За пять долларов и девяносто пять центов плюс конверт девять на двенадцать с марками и обратным адресом, отправленный на абонентский ящик в одном дальнем штате, добрые люди из «Футур Энтерпрайзис» обещали выслать набор «крайне необходимых предметов, который будет полезен любому, кто внезапно окажется в ином мире».
Умом я понимал, что это глупо. Я уже вышел из того возраста, чтобы всему верить, но ведь простой шрифт, обычные буквы! Ничего, чтобы специально привлечь внимание маленького читателя, ничего, что бросалось бы в глаза. Объявление казалось отпечатанным на пишущей машинке, даже строчки были неровными, ужатыми, с переносами, как будто тот, кто его составлял, пытался передать в тексте как можно больше, рассказать людям все, что знал.

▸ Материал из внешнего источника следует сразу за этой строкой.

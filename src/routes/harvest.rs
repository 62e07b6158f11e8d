use crate::commands;
use crate::state::AppState;
use axum::{
    routing::{get, post},
    Router,
};

pub fn router() -> Router<AppState> {
    Router::new()
        .route("/api/harvest/list", get(commands::harvest::list_harvests))
        .route("/api/harvest/create", post(commands::harvest::create_harvest))
        .route("/api/harvest/update", post(commands::harvest::update_harvest))
        .route("/api/harvest/delete", post(commands::harvest::delete_harvest))
}
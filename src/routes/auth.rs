use crate::commands;
use crate::state::AppState;
use axum::{
    routing::{get, post},
    Router,
};

pub fn router() -> Router<AppState> {
    Router::new()
        .route("/api/auth/login", post(commands::auth::login))
        .route("/api/auth/logout", post(commands::auth::logout))
        .route("/api/auth/check", get(commands::auth::check_auth_status))
}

Сразу возникал в воображении какой-нибудь гениальный ученый-одиночка, рассылающий объявления из подвала собственного дома в том самом штате, — лет сорока, малость тронутый, но при этом знающий о чем-то таком, что другим и не снилось.
В рекламе было написано, что набор включает более семнадцати предметов, но на картинке я разглядел только пластмассовый нож, эмблему «Хронопутешественник», чтобы пришивать на одежду, карту НФ-Вселенной и какую-то штуку вроде декодера — как я понял, чтобы общаться с другими формами жизни. Итого четыре. Что входило в остальные тринадцать, оставалось только гадать.
Еще там говорилось, что такой набор — ваш единственный шанс выжить в суровых условиях иных миров. Но больше всего мне запомнилась картинка, даже не картинка, а просто рисунок: мальчик с отцом держатся за руки, лица без улыбок обращены к читателю, и без слов понятно (во всяком случае, десятилетнему мне), что им вот не повезло-таки оказаться в ином мире, но у них, по крайней мере, есть с собой аварийный набор.
Вот об этом я думал, пока отец, уже слегка выдохшись, заканчивал свой рассказ о самом заветном, о том, что так долго держал в себе. Он замолчал, и в машине надолго повисло молчание. Потом отец повернулся ко мне:
— Ну, так что скажешь?
Я пожал плечами, не отрывая взгляда от витрин видеопроката. Там, внутри, семейные пары с детьми выбирали кассеты, предвкушая отличный вечер с киношкой и попкорном.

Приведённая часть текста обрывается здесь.